Song Analysis: "Umbrella" by Rihanna feat. Jay-Z

     Umbrella is one of those songs that I'm sure many people in relationships can relate to. The song as a whole to me seems to say that when our relationship gets tough we will still be there for each other, and that's why so many people can relate to and like it. The first verse Jay-Z rapped was full of metaphors: "Let it rain, I hydroplane to fame" is one of the lines in the verse. Since hydroplaning is when a car spins out of control(usually because of the wet road from raining), the verse to me means that he spins into fame when the rain(possible people's insults, negative media) pours down.

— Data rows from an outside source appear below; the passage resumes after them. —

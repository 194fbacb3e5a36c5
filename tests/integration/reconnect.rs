// Test-specific lint overrides: integration tests use unwrap/expect freely.
#![allow(
    clippy::unwrap_used,
    clippy::expect_used,
    clippy::missing_panics_doc,
    clippy::future_not_send,
    clippy::redundant_pub_crate
)]

//! Integration tests for automatic reconnection.
//!
//! These tests validate:
//! - The session reconnects automatically after the connection is severed
//! - Backoff delays follow the exponential schedule and cap
//! - The attempt counter resets after a successful reconnect
//! - Reconnection gives up after the attempt budget and resumes on an
//!   explicit `reconnect()`
//! - Intentional disconnects never schedule a retry
//! - Accumulated room state stays visible while disconnected
//!
//! ## Disconnect simulation
//!
//! Aborting the server's `JoinHandle` does not close existing WebSocket
//! connections (they live on independently-spawned tasks). Instead we
//! place a **TCP proxy** between the client and the real server. To
//! simulate a disconnect we abort all proxy connection tasks, which
//! immediately closes both ends of every proxied TCP connection.

use std::sync::Arc;
use std::time::Duration;

use parking_lot::Mutex;
use tokio::sync::mpsc;
use watchparty::connection::ReconnectConfig;
use watchparty::room::{RoomSession, SessionConfig, SessionEvent};

// =============================================================================
// TCP Proxy helper
// =============================================================================

/// A simple TCP proxy that forwards traffic between a client-facing port
/// and a backend (the real server). Calling `kill()` aborts all tracked
/// connection tasks, tearing down both directions of every proxied TCP
/// connection so the client's WebSocket layer detects a disconnect.
struct TcpProxy {
    /// Address clients should connect to (`127.0.0.1:<proxy_port>`).
    client_addr: String,
    /// The acceptor task handle.
    accept_handle: tokio::task::JoinHandle<()>,
    /// All per-connection task handles. Aborting these kills the streams.
    conn_handles: Arc<Mutex<Vec<tokio::task::JoinHandle<()>>>>,
}

impl TcpProxy {
    /// Create a new TCP proxy from `proxy_port` to `backend_addr`.
    async fn new(proxy_port: u16, backend_addr: &str) -> Self {
        let listener = tokio::net::TcpListener::bind(format!("127.0.0.1:{proxy_port}"))
            .await
            .unwrap_or_else(|e| panic!("proxy: failed to bind to port {proxy_port}: {e}"));
        let bound_addr = listener.local_addr().unwrap();
        let client_addr = format!("127.0.0.1:{}", bound_addr.port());
        let backend = backend_addr.to_string();
        let conn_handles: Arc<Mutex<Vec<tokio::task::JoinHandle<()>>>> =
            Arc::new(Mutex::new(Vec::new()));
        let conn_handles_clone = Arc::clone(&conn_handles);

        let accept_handle = tokio::spawn(async move {
            loop {
                let Ok((mut client_stream, _)) = listener.accept().await else {
                    break;
                };

                let backend = backend.clone();
                let conn_handle = tokio::spawn(async move {
                    let Ok(mut backend_stream) = tokio::net::TcpStream::connect(&backend).await
                    else {
                        return;
                    };

                    // Copy bidirectionally. When this task is aborted,
                    // both streams are dropped immediately, causing RST
                    // on both ends. No sub-tasks so abort propagates.
                    let _ = tokio::io::copy_bidirectional(&mut client_stream, &mut backend_stream)
                        .await;
                });

                conn_handles_clone.lock().push(conn_handle);
            }
        });

        Self {
            client_addr,
            accept_handle,
            conn_handles,
        }
    }

    /// Kill the proxy, severing all connections immediately.
    fn kill(self) {
        self.accept_handle.abort();
        let handles = self.conn_handles.lock();
        for h in handles.iter() {
            h.abort();
        }
    }
}

// =============================================================================
// Helpers
// =============================================================================

/// Find a free port by binding to 0 and recording the port.
async fn find_free_port() -> u16 {
    let listener = tokio::net::TcpListener::bind("127.0.0.1:0")
        .await
        .expect("failed to bind to port 0");
    let port = listener.local_addr().unwrap().port();
    drop(listener);
    // Brief pause to let the OS release the port.
    tokio::time::sleep(Duration::from_millis(50)).await;
    port
}

/// Start the room server on port 0, returning (addr string, handle).
async fn start_server() -> (String, tokio::task::JoinHandle<()>) {
    let (addr, handle) = watchparty_server::server::start_server("127.0.0.1:0")
        .await
        .expect("failed to start room server");
    (addr.to_string(), handle)
}

/// A session config with fast reconnect settings for testing.
fn fast_session_config(proxy_addr: &str, max_attempts: u32) -> SessionConfig {
    let mut config = SessionConfig::new(format!("ws://{proxy_addr}"), "r1");
    config.token = Some("alice".to_string());
    config.reconnect = ReconnectConfig {
        base_interval: Duration::from_millis(100),
        max_delay: Duration::from_secs(5),
        max_attempts,
    };
    config
}

/// Wait for a session event matching a predicate, skipping others.
async fn wait_for_event<F>(
    rx: &mut mpsc::Receiver<SessionEvent>,
    timeout: Duration,
    description: &str,
    pred: F,
) -> SessionEvent
where
    F: Fn(&SessionEvent) -> bool,
{
    let deadline = tokio::time::Instant::now() + timeout;
    while tokio::time::Instant::now() < deadline {
        let remaining = deadline - tokio::time::Instant::now();
        match tokio::time::timeout(remaining, rx.recv()).await {
            Ok(Some(event)) if pred(&event) => return event,
            Ok(Some(_other)) => {}
            Ok(None) => panic!("channel closed while waiting for {description}"),
            Err(_) => break,
        }
    }
    panic!("timeout waiting for {description}");
}

async fn wait_for_connected(rx: &mut mpsc::Receiver<SessionEvent>) -> SessionEvent {
    wait_for_event(rx, Duration::from_secs(15), "Connected", |e| {
        matches!(e, SessionEvent::Connected)
    })
    .await
}

async fn wait_for_disconnected(rx: &mut mpsc::Receiver<SessionEvent>) -> SessionEvent {
    wait_for_event(rx, Duration::from_secs(10), "Disconnected", |e| {
        matches!(e, SessionEvent::Disconnected)
    })
    .await
}

// =============================================================================
// Tests
// =============================================================================

/// After the connection is severed, the session reconnects through a
/// fresh proxy, the server re-sends `room:init`, and the attempt
/// counter resets. State accumulated before the sever stays visible
/// while disconnected.
#[tokio::test]
async fn reconnects_after_connection_severed() {
    let (server_addr, server) = start_server().await;
    let port = find_free_port().await;
    let proxy = TcpProxy::new(port, &server_addr).await;

    let (session, mut rx) = RoomSession::connect(fast_session_config(&proxy.client_addr, 10))
        .unwrap();
    wait_for_connected(&mut rx).await;

    session.send_message("before the sever");
    while session.snapshot().messages().is_empty() {
        wait_for_event(&mut rx, Duration::from_secs(10), "chat applied", |e| {
            matches!(e, SessionEvent::StateChanged)
        })
        .await;
    }

    proxy.kill();
    wait_for_disconnected(&mut rx).await;

    // Stale-but-present: the sever does not clear accumulated state.
    assert_eq!(session.snapshot().messages().len(), 1);

    wait_for_event(&mut rx, Duration::from_secs(10), "Reconnecting", |e| {
        matches!(e, SessionEvent::Reconnecting { .. })
    })
    .await;

    // Restore the path on the same port; a retry lands on the new proxy.
    let _proxy2 = TcpProxy::new(port, &server_addr).await;
    wait_for_connected(&mut rx).await;
    assert_eq!(session.connection_state().reconnect_attempt, 0);

    session.leave();
    server.abort();
}

/// Retry delays follow `min(base * 2^attempt, cap)`.
#[tokio::test]
async fn backoff_delays_follow_exponential_schedule() {
    // Nothing listens on this port: every attempt fails immediately.
    let port = find_free_port().await;
    let addr = format!("127.0.0.1:{port}");

    let (session, mut rx) = RoomSession::connect(fast_session_config(&addr, 6)).unwrap();

    let mut delays = Vec::new();
    while delays.len() < 5 {
        let event = wait_for_event(&mut rx, Duration::from_secs(15), "Reconnecting", |e| {
            matches!(e, SessionEvent::Reconnecting { .. })
        })
        .await;
        if let SessionEvent::Reconnecting { attempt, delay } = event {
            assert_eq!(attempt, u32::try_from(delays.len()).unwrap() + 1);
            delays.push(delay);
        }
    }

    assert_eq!(
        delays,
        vec![
            Duration::from_millis(100),
            Duration::from_millis(200),
            Duration::from_millis(400),
            Duration::from_millis(800),
            Duration::from_millis(1600),
        ]
    );

    session.leave();
}

/// The configured cap bounds the exponential delay.
#[tokio::test]
async fn backoff_delay_is_capped() {
    let port = find_free_port().await;
    let addr = format!("127.0.0.1:{port}");
    let mut config = fast_session_config(&addr, 10);
    config.reconnect.max_delay = Duration::from_millis(250);

    let (session, mut rx) = RoomSession::connect(config).unwrap();

    let mut delays = Vec::new();
    while delays.len() < 4 {
        let event = wait_for_event(&mut rx, Duration::from_secs(15), "Reconnecting", |e| {
            matches!(e, SessionEvent::Reconnecting { .. })
        })
        .await;
        if let SessionEvent::Reconnecting { delay, .. } = event {
            delays.push(delay);
        }
    }

    assert_eq!(
        delays,
        vec![
            Duration::from_millis(100),
            Duration::from_millis(200),
            Duration::from_millis(250),
            Duration::from_millis(250),
        ]
    );

    session.leave();
}

/// After the attempt budget is exhausted the session reports terminal
/// failure and only an explicit `reconnect()` resumes.
#[tokio::test]
async fn gives_up_after_max_attempts_then_resumes_manually() {
    let port = find_free_port().await;
    let addr = format!("127.0.0.1:{port}");

    let (session, mut rx) = RoomSession::connect(fast_session_config(&addr, 2)).unwrap();
    wait_for_event(&mut rx, Duration::from_secs(15), "ReconnectFailed", |e| {
        matches!(e, SessionEvent::ReconnectFailed)
    })
    .await;
    assert!(!session.is_connected());
    assert!(session.connection_state().last_error.is_some());

    // No spontaneous retries in the terminal state.
    tokio::time::sleep(Duration::from_millis(500)).await;
    assert!(rx.try_recv().is_err());

    // Bring a server up on that port, then ask for a manual reconnect.
    let (_bound, server) = watchparty_server::server::start_server(&addr)
        .await
        .expect("failed to start room server");
    session.reconnect();
    wait_for_connected(&mut rx).await;

    session.leave();
    server.abort();
}

/// `leave()` tears the connection down without scheduling a retry.
#[tokio::test]
async fn intentional_disconnect_never_reconnects() {
    let (server_addr, server) = start_server().await;

    let (session, mut rx) = RoomSession::connect(fast_session_config(&server_addr, 10)).unwrap();
    wait_for_connected(&mut rx).await;

    session.leave();
    wait_for_disconnected(&mut rx).await;

    // The supervisor has shut down: no Reconnecting events follow and
    // the event channel closes.
    let next = tokio::time::timeout(Duration::from_millis(700), rx.recv()).await;
    match next {
        Ok(None) => {}
        Ok(Some(event)) => panic!("unexpected event after intentional disconnect: {event:?}"),
        Err(_) => {}
    }

    server.abort();
}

     The chorus seems to mean that when the relationship is good, we are both happy. It also seems to give out the message that since I made a promise, I'll keep it. And that since the relationship is at the toughest point its been in, we really need to be here for each other. This song to me seems to be visual as well. When I singing it I imaging it raining with someone under an umbrella maybe gesturing for someone to come under it with them. The song of course has rhyme, rhythm, and repetition but many look into the deeper meaning of it.

Saturday, March 31, 2012

The Analysis of Poems

     This quarter, we are moving into the unit of poetry. We have already begun to delve deep into them and analyze each important phrase methodically. Our first poem was called "The Fish." And, as the name suggests, it is about a fish. The poem is fairly long and has many contrasting features such as dark/light and white/black. We analyzed it alone but also as a class, and the poem has so many meanings.

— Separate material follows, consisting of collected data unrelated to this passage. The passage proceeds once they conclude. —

//! Analytics

use super::dashboard::MetricCard;
use crate::components::ConsoleLayout;
use crate::types::{METRICS, WEEKLY_CONVERSATIONS};
use leptos::prelude::*;

#[component]
pub fn AnalyticsPage() -> impl IntoView {
    let peak = WEEKLY_CONVERSATIONS
        .iter()
        .map(|(_, count)| *count)
        .max()
        .unwrap_or(1)
        .max(1);

    view! {
        <ConsoleLayout title="Analytics" subtitle="Last 7 days across all genies">
            <div class="grid sm:grid-cols-2 lg:grid-cols-4 gap-4 mb-8">
                {METRICS.into_iter().map(|metric| view! { <MetricCard metric=metric /> }).collect::<Vec<_>>()}
            </div>

            <div class="card p-6">
                <h2 class="text-lg font-semibold mb-6">"Conversations per day"</h2>
                <div class="flex items-end gap-3 h-48">
                    {WEEKLY_CONVERSATIONS
                        .into_iter()
                        .map(|(day, count)| {
                            let height = format!("height: {}%", count * 100 / peak);
                            view! {
                                <div class="flex-1 flex flex-col items-center gap-2 h-full justify-end">
                                    <div class="w-full rounded-t bg-indigo-500/80" style=height title=count.to_string()></div>
                                    <span class="text-xs text-[var(--text-muted)]">{day}</span>
                                </div>
                            }
                        })
                        .collect::<Vec<_>>()}
                </div>
            </div>
        </ConsoleLayout>
    }
}
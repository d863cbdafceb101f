//! Subscription payments
//!
//! - [`payments::gateway`](crate::payments::gateway) - Typed surface of the
//!   hosted checkout widget
//! - [`payments::workflow`](crate::payments::workflow) - Order, widget and
//!   verification orchestration

/// Hosted checkout widget adapter trait and payloads.
pub mod gateway;
/// Checkout state machine.
pub mod workflow;

pub use gateway::{CheckoutGateway, CheckoutOptions, GatewayOutcome, PaymentReceipt};
pub use workflow::{CheckoutError, CheckoutState, CheckoutWorkflow, Notifier, PlanSelection};
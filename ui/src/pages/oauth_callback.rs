//! Landing point of the Google OAuth redirect

use crate::components::{LoadingOverlay, ToastNotifier};
use crate::state::AppState;
use genie::payments::Notifier;
use leptos::prelude::*;
use leptos_router::hooks::{use_navigate, use_query_map};
use leptos_router::NavigateOptions;

/// Stores the `token`/`user` query parameters as the session, then leaves.
#[component]
pub fn OAuthCallbackPage() -> impl IntoView {
    let state = expect_context::<AppState>();
    let query = use_query_map();
    let navigate = use_navigate();

    Effect::new(move |_| {
        let params = query.get_untracked();
        let token = params.get("token");
        let user = params.get("user");

        let result = state
            .session
            .complete_oauth(token.as_deref(), user.as_deref());
        let target = match result {
            Ok(()) => {
                state.refresh_session();
                state.gate.home_path().to_string()
            }
            Err(e) => {
                tracing::warn!("OAuth sign-in failed: {}", e);
                ToastNotifier::new(state.toasts).error("Google sign-in failed. Please try again.");
                state.gate.login_path().to_string()
            }
        };

        // The callback URL carries the token; keep it out of history
        navigate(
            &target,
            NavigateOptions {
                replace: true,
                ..Default::default()
            },
        );
    });

    view! { <LoadingOverlay message="Signing you in..." /> }
}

     I think this will be a good quarter for me. Not that I'm a poem enthusiast, but I don't hate them. I hear a lot of people saying poems are like puzzles or they are a mystery for Sherlock Holmes. Personally, I don't usually find poems difficult to decipher. Most of them are interesting, but the poems that rhyme are the best in my opinion. I didn't really find the first poem we analyzed, "The Fish" interesting, but, to each his own. I guess I should start going to English class ready for poetry, in a poet state of mind.

Outside Reading: 30 minutes "The Fish" 30 minutes "Hanging Fire" 30 minutes "Turbulence" 20 minutes Human Legacy: Modern Era  40 minutes Biology

Poem Analysis: "Hanging Fire" by Audre Lorde

     The poem I chose to analyze, Hanging Fire, is separated into three stanzas and has 35 lines. The poem as a whole seems to be about a 14-year-old girl who is worried about dying early. In each stanza shes says something like "what if I die before" or "suppose I die before." As you read through the poem, she seems to be the average teenager girl: saying she has nothing to wear tomorrow, saying she doesn't like her skin (since she is a teenager, this phrase made me visualize acne on skin), and that she doesn't want to wear braces. This poem also has quite of few line breaks, and all of them are caesuras. This seems to emphasize the phrase right after the line break and makes a new possible way to interpret the poem.

     The poem has more repetition than just her worrying about dying early. The last 2 lines of each stanza say "and momma's in the bedroom with the door closed." This could mean many things, but one that struck me was perhaps her mom is never there for her like a mom should. The closed door could represent her not caring, and the repetition could mean that she never does. Throughout the poem, she complains a lot about things about herself or her life like "why do I have to be the one wearing braces." The way she says "the one" could mean that she has a sibling that doesn't have to have braces. Like most poems, this one seems like just some words until you try to figure out what it means, and find out it can be deep on varying levels.